No Game No Life - C4Bölüm 04-5
Çevirmen: Uchuujin Düzenleyen: ggurcan
Sora ve Shiro ellerini sildikten sonra sakince döndüler.
Geri döndükleri gördükleri manzara Miko’nun ciddi atmosferiydi.
Ve- Steph bakışlarıyla bir iğne gibi deldi.
“Ah… Bu atmosferde ne?”
“Aslına bakarsan sen kaçmayı seçtin değil mi?”
“-Ne?”
“Anladım, iki ırkı elde etmek için Ino-san’ı feda etmek istiyorsun- bu sadece bir [Adak]… Seni gözümde büyütmüşüm! Böyle bir yöntem kullandıktan sonra hala tüm ırkları birleştireceğini söylemeye cürret ediyorsun!!!”
Steph’in sert sözleri ve ifadesi ile karşılaşan Sora başını kaşıdı ve şaşkınlık içinde Shiro’ya baktı.
“Eh, um Shiro neden azarlanıyorum?”
“…Çünkü… çok uzun sürdü…?”
“Elbette uzun sürmedi, sadece çişimi yaptım!!U-Unut bunu! Gerçekten anlamıyorum ama mesanem artık boş.”

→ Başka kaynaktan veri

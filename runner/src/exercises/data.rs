use rand::{rngs::StdRng, Rng, SeedableRng};

use crate::workflow::config::ExerciseConfig;

/// Deterministic operand generation for the exercises.
///
/// Each operand gets its own salt so problems that need several independent
/// buffers still replay exactly for a fixed config seed.
fn rng_for(config: &ExerciseConfig, salt: u64) -> StdRng {
    StdRng::seed_from_u64(config.seed.wrapping_add(salt))
}

fn fill(rng: &mut StdRng, len: usize) -> Vec<f32> {
    (0..len).map(|_| rng.gen_range(-1.0..1.0)).collect()
}

/// Vector of `width` values.
pub fn build_vector(config: &ExerciseConfig, salt: u64) -> Vec<f32> {
    let mut rng = rng_for(config, salt);
    fill(&mut rng, config.width)
}

/// Flat row-major `width x height` matrix buffer.
pub fn build_flat_matrix(config: &ExerciseConfig, salt: u64) -> Vec<f32> {
    let mut rng = rng_for(config, salt);
    fill(&mut rng, config.width * config.height)
}

/// Flat row-major square buffer of order `height`.
pub fn build_square_flat(config: &ExerciseConfig, salt: u64) -> Vec<f32> {
    let mut rng = rng_for(config, salt);
    fill(&mut rng, config.height * config.height)
}

/// `height` rows of `width` values.
pub fn build_rows(config: &ExerciseConfig, salt: u64) -> Vec<Vec<f32>> {
    let mut rng = rng_for(config, salt);
    (0..config.height).map(|_| fill(&mut rng, config.width)).collect()
}

/// Square nested matrix of order `height`.
pub fn build_square_rows(config: &ExerciseConfig, salt: u64) -> Vec<Vec<f32>> {
    let mut rng = rng_for(config, salt);
    (0..config.height)
        .map(|_| fill(&mut rng, config.height))
        .collect()
}

/// Root-mean-square summary used as each problem's scalar result.
pub fn rms(samples: &[f32]) -> f32 {
    if samples.is_empty() {
        return 0.0;
    }
    let sum_sq: f32 = samples.iter().map(|&v| v * v).sum();
    (sum_sq / samples.len() as f32).sqrt()
}
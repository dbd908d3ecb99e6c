//! Dense matrix and vector arithmetic core for the Rust exercise platform.
//!
//! The modules mirror the legacy dmath routines while providing typed errors,
//! paired checked/unchecked entry points, and a flat row-major matrix type.

pub mod math;
pub mod prelude;

pub use math::{DenseMatrix, ElementwiseHelper, SaxpyHelper};
pub use prelude::{MathError, MathResult};
pub mod filesystem;
pub mod finder;
pub mod grid;
pub mod history;

pub use filesystem::FilesystemAssetSource;
pub use finder::{DuplicateFinder, PageRequest};
pub use grid::LumaGridExtractor;
pub use history::{DeletionRecord, HistoryError, HistoryLog};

-Bir hırıltı ile boğazını temizledi ve Sora “Hadi ana konuya dönelim.” Dedi-
“Öyleyse en baştan başlayalım- İmparatoriçeyi uyandırmak için hadi harekete geçelim.”
…-Huh?
Herkes susmuştu, Sora sakince devam etti:
“Plum’ın büyüsü olmadan imparatoriçeyi uyandırırsak Dhampirler ve Sirenlerin nesli tükenmez ve kazanırız ve bunu Ino’yu serbest bırakmalarının bir şartı da yapabiliriz. Ki bu tüm durumu çözer- [Dahil Olup] [Pes etmek] bizim kişisel ilkelerimize aykırı bu yüzden tekrar deneyeceğiz-”
Şaşırmış kitleyi görmezden gelerek Sora çenesini okşadı ve konuştu:
“Problem [Onu Nasıl Uyandıracağımız].”
Sora Plum’a keskin bir bakış attı:
“Sadece tahmin edebilirim- kimse durumu bilmiyor… değil mi?”
“…E-Evet…”
“Huh? Kimse bilmiyor dedin …Bu nasıl oluyor?”

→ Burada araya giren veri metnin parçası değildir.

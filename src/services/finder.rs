use crate::config::FinderConfig;
use crate::core::asset::{AssetId, AssetSource};
use crate::core::descriptor::DescriptorCache;
use crate::core::duplicate::ClusterBuilder;
use crate::core::extractor::{FeatureExtractor, FeatureExtractorAdapter};
use crate::core::results::{ClusterPage, ResultCache};
use crate::core::scanner::{
    ProgressCallback, ScanCoordinator, ScanError, ScanMode, ScanState, ScanStatus,
};
use crate::core::thumbnail::ThumbnailService;
use chrono::Utc;
use std::collections::HashSet;
use std::sync::Arc;
use std::sync::atomic::{AtomicBool, Ordering};
use tokio::sync::Mutex;
use tokio_util::sync::CancellationToken;

pub const DEFAULT_PAGE_SIZE: usize = 20;

#[derive(Debug, Clone)]
pub struct PageRequest {
    pub page: usize,
    pub page_size: usize,
    /// Rescan from the newest asset even if the cache is fresh.
    pub force_refresh: bool,
    /// Keep scanning further batches until the page is filled.
    pub allow_deep_scan: bool,
    /// Assets the caller has already reviewed or deleted.
    pub excluding: HashSet<AssetId>,
}

impl Default for PageRequest {
    fn default() -> Self {
        Self {
            page: 0,
            page_size: DEFAULT_PAGE_SIZE,
            force_refresh: false,
            allow_deep_scan: false,
            excluding: HashSet::new(),
        }
    }
}

/// Everything behind the single-writer boundary.
struct FinderState {
    scan_state: ScanState,
    status: ScanStatus,
    results: ResultCache,
    cancel: Option<CancellationToken>,
    /// Bumped by `invalidate_cache`; a scan that started under an older
    /// generation is discarded instead of committed.
    generation: u64,
    /// Assets before `scan_offset`, used to pull the offset back on deletion.
    scanned: HashSet<AssetId>,
}

/// Mode for a stale, unforced refresh: keep walking the library until it is
/// covered, then wrap around.
fn refresh_mode(scan_state: &ScanState, force_refresh: bool) -> ScanMode {
    if force_refresh || scan_state.last_scan_at.is_none() || scan_state.exhausted {
        ScanMode::Full
    } else {
        ScanMode::Continue
    }
}

/// Marks the one in-flight scan. Released on drop, including on error paths.
struct ScanGuard<'a> {
    flag: &'a AtomicBool,
}

impl<'a> ScanGuard<'a> {
    fn acquire(flag: &'a AtomicBool) -> Option<Self> {
        flag.compare_exchange(false, true, Ordering::AcqRel, Ordering::Acquire)
            .ok()
            .map(|_| Self { flag })
    }
}

impl Drop for ScanGuard<'_> {
    fn drop(&mut self) {
        self.flag.store(false, Ordering::Release);
    }
}

/// Entry point for callers: pages of near-duplicate clusters, scanned and
/// cached on demand.
pub struct DuplicateFinder {
    source: Arc<dyn AssetSource>,
    descriptors: Arc<DescriptorCache>,
    coordinator: ScanCoordinator,
    state: Mutex<FinderState>,
    scanning: AtomicBool,
}

impl DuplicateFinder {
    pub fn new(
        source: Arc<dyn AssetSource>,
        extractor: Arc<dyn FeatureExtractor>,
        config: FinderConfig,
    ) -> Self {
        let descriptors = Arc::new(DescriptorCache::new());
        let adapter = FeatureExtractorAdapter::new(
            source.clone(),
            extractor,
            descriptors.clone(),
            ThumbnailService::with_size(config.scan.thumbnail_size),
        );
        let coordinator = ScanCoordinator::new(
            source.clone(),
            Arc::new(adapter),
            ClusterBuilder::new(config.cluster),
            config.scan,
        );

        Self {
            source,
            descriptors,
            coordinator,
            state: Mutex::new(FinderState {
                scan_state: ScanState::default(),
                status: ScanStatus::Idle,
                results: ResultCache::new(&config.cache),
                cancel: None,
                generation: 0,
                scanned: HashSet::new(),
            }),
            scanning: AtomicBool::new(false),
        }
    }

    pub fn descriptor_cache(&self) -> &Arc<DescriptorCache> {
        &self.descriptors
    }

    /// Serve one page of clusters, scanning first if the cache is stale.
    ///
    /// A stale cache resumes at the stored offset; a forced refresh, an
    /// empty or invalidated cache and a fully covered library start over
    /// from the newest asset. With `allow_deep_scan`, continuation batches
    /// run until the page is full or the library is exhausted, so a short
    /// page is always the last one.
    ///
    /// While another call is scanning, this returns whatever is cached and
    /// `on_progress` is never invoked.
    pub async fn request_page(
        &self,
        request: PageRequest,
        on_progress: Option<ProgressCallback<'_>>,
    ) -> Result<ClusterPage, ScanError> {
        if request.page_size == 0 {
            log::debug!("Zero page size requested; nothing to serve");
            return Ok(ClusterPage {
                clusters: Vec::new(),
                has_more: false,
            });
        }

        let Some(_guard) = ScanGuard::acquire(&self.scanning) else {
            log::debug!("Scan already in progress; serving cached clusters");
            return Ok(self.cached_page(&request).await);
        };

        let refresh = {
            let state = self.state.lock().await;
            state
                .results
                .is_stale(request.force_refresh)
                .then(|| refresh_mode(&state.scan_state, request.force_refresh))
        };
        if let Some(mode) = refresh {
            match mode {
                ScanMode::Full => log::info!(
                    "Cluster cache is {}; starting full scan",
                    if request.force_refresh { "being refreshed" } else { "stale" }
                ),
                ScanMode::Continue => log::info!("Cluster cache is stale; continuing scan"),
            }
            self.run_scan(mode, on_progress).await?;
        }

        let mut page = self.cached_page(&request).await;
        while page.clusters.len() < request.page_size && request.allow_deep_scan {
            let before = self.state.lock().await.scan_state.clone();
            if before.exhausted {
                break;
            }
            log::info!(
                "Page {} has {} of {} clusters; continuing scan",
                request.page,
                page.clusters.len(),
                request.page_size
            );
            self.run_scan(ScanMode::Continue, on_progress).await?;
            page = self.cached_page(&request).await;

            let after = self.state.lock().await.scan_state.clone();
            if after.scan_offset == before.scan_offset && !after.exhausted {
                log::warn!("Continuation scan made no progress at offset {}", after.scan_offset);
                break;
            }
        }

        Ok(page)
    }

    async fn cached_page(&self, request: &PageRequest) -> ClusterPage {
        let state = self.state.lock().await;
        let mut page = state
            .results
            .page(request.page, request.page_size, &request.excluding);
        page.has_more |= request.allow_deep_scan && !state.scan_state.exhausted;
        page
    }

    async fn run_scan(
        &self,
        mode: ScanMode,
        on_progress: Option<ProgressCallback<'_>>,
    ) -> Result<(), ScanError> {
        let (start_offset, cancel, generation) = {
            let mut state = self.state.lock().await;
            let cancel = CancellationToken::new();
            state.cancel = Some(cancel.clone());
            state.status = ScanStatus::Scanning;
            (state.scan_state.start_offset(mode), cancel, state.generation)
        };

        let result = self.coordinator.scan(start_offset, &cancel, on_progress).await;

        let mut state = self.state.lock().await;
        state.cancel = None;
        if state.generation != generation {
            log::info!("Cache was invalidated during the scan; discarding its results");
            state.status = ScanStatus::Idle;
            return Ok(());
        }

        match result {
            Ok(outcome) => {
                state.scan_state.commit(mode, &outcome);
                match mode {
                    ScanMode::Full => {
                        state.scanned = outcome.scanned_ids.into_iter().collect();
                        state.results.replace(outcome.clusters, outcome.finished_at);
                    }
                    ScanMode::Continue => {
                        state.scanned.extend(outcome.scanned_ids);
                        state.results.extend(outcome.clusters, outcome.finished_at);
                    }
                }
                state.status = ScanStatus::Completed;
                log::debug!(
                    "Committed scan: offset {}, {} scanned, {} clusters cached",
                    state.scan_state.scan_offset,
                    state.scan_state.total_scanned,
                    state.results.len()
                );
                Ok(())
            }
            Err(ScanError::AccessDenied) => {
                // Commit an empty, timestamped result so callers are not
                // rescanning on every request.
                let now = Utc::now();
                state.scan_state.mark_attempt(now);
                state.scanned.clear();
                state.results.replace(Vec::new(), now);
                state.status = ScanStatus::Failed(ScanError::AccessDenied.to_string());
                log::warn!("Media library access denied");
                Err(ScanError::AccessDenied)
            }
            Err(ScanError::Cancelled) => {
                state.status = ScanStatus::Cancelled;
                log::info!("Scan cancelled; cache left unchanged");
                Err(ScanError::Cancelled)
            }
            Err(e) => {
                state.status = ScanStatus::Failed(e.to_string());
                log::error!("Scan failed: {}", e);
                Err(e)
            }
        }
    }

    /// Drop clusters, descriptors and scan progress.
    pub async fn invalidate_cache(&self) {
        {
            let mut state = self.state.lock().await;
            state.results.invalidate();
            state.scan_state.reset();
            state.scanned.clear();
            state.generation += 1;
            if state.cancel.is_none() {
                state.status = ScanStatus::Idle;
            }
        }
        self.descriptors.clear().await;
        log::info!("Duplicate cache invalidated");
    }

    pub async fn has_cached_results(&self) -> bool {
        !self.state.lock().await.results.is_empty()
    }

    /// Returns true if a scan was running.
    pub async fn cancel_scan(&self) -> bool {
        match &self.state.lock().await.cancel {
            Some(token) => {
                token.cancel();
                true
            }
            None => false,
        }
    }

    pub async fn scan_status(&self) -> ScanStatus {
        self.state.lock().await.status.clone()
    }

    pub async fn scan_state(&self) -> ScanState {
        self.state.lock().await.scan_state.clone()
    }

    /// Delete assets through the source and forget them on success. On
    /// failure the cache is left as it was.
    pub async fn delete_assets(&self, ids: &HashSet<AssetId>) -> Result<usize, ScanError> {
        if ids.is_empty() {
            return Ok(0);
        }
        self.source.delete(ids).await?;
        log::info!("Deleted {} assets", ids.len());
        Ok(self.forget_assets(ids).await)
    }

    /// For callers that delete through the source themselves. Returns the
    /// number of clusters dropped.
    ///
    /// Deleted assets that were already scanned shift the rest of the library
    /// down, so the scan offset moves back by that many.
    pub async fn forget_assets(&self, ids: &HashSet<AssetId>) -> usize {
        let removed = {
            let mut state = self.state.lock().await;
            let before = state.scanned.len();
            state.scanned.retain(|id| !ids.contains(id));
            let shifted = before - state.scanned.len();
            state.scan_state.forget_scanned(shifted);
            if shifted > 0 {
                log::debug!(
                    "{} deleted assets were already scanned; offset now {}",
                    shifted,
                    state.scan_state.scan_offset
                );
            }
            state.results.forget(ids)
        };
        for id in ids {
            self.descriptors.remove(id).await;
        }
        log::debug!("Forgot {} assets, dropping {} clusters", ids.len(), removed);
        removed
    }
}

Steph Izuna’yı kontrol etti.
Daha önce ağlayan Izuna Sora’nın sözleriyle değişmiş görünüyordu.
Plum’ın tepkilerini yakından izliyordu- sonra yalan söylemediğini göstermek için kafasını salladı.
Ancak Sora sanki bunu bekliyormuş gibi başını salladı.
“Sirenler büyü kullanamıyorken Dhampirler yapabilir- Planın uzun süre önce başarısız olacağını bilen biri varsa bu sadece Amira olabilirdi- [Bu imparatoriçeyi aşık etme oyunu değil]”
“…Nasıl emin olabiliyorsun?” Diye sordu Steph.
“Bir imparatoriçe değilken kış uykusuna yattı… Ama onun bakış açısına göre er ya da geç imparatoriçe olacaktı… Eğer onun gibi biri senin için tüm haklarında vaz geçeceğini söylseydi… Ne yapardın?”
Plum iç çekti ve asıl durumu bulduğunu düşünerek konuştu:
Sora ve Shiro başını salladı ve devam etti.
“Böylesine tehlikeli bir gerçeği Amira gibi biri biliyorsa, kesinlikle gizleyecektir- ve bunu yapmanın nihai yöntemi nedi?”
“…Eğer kimse gerçeği bilmiyorsa…o zaman…kimse öğrenemez…”
-Tam olarak söyledikleri gibiydi.
İmparatoriçe oyununu yenmek için….
İmparatoriçe dışında kimsenin bilmediği kazanma şartını bulmak zorundayız.
Bu- [Zafer Koşulu] olarak adlandırılan bir oyun.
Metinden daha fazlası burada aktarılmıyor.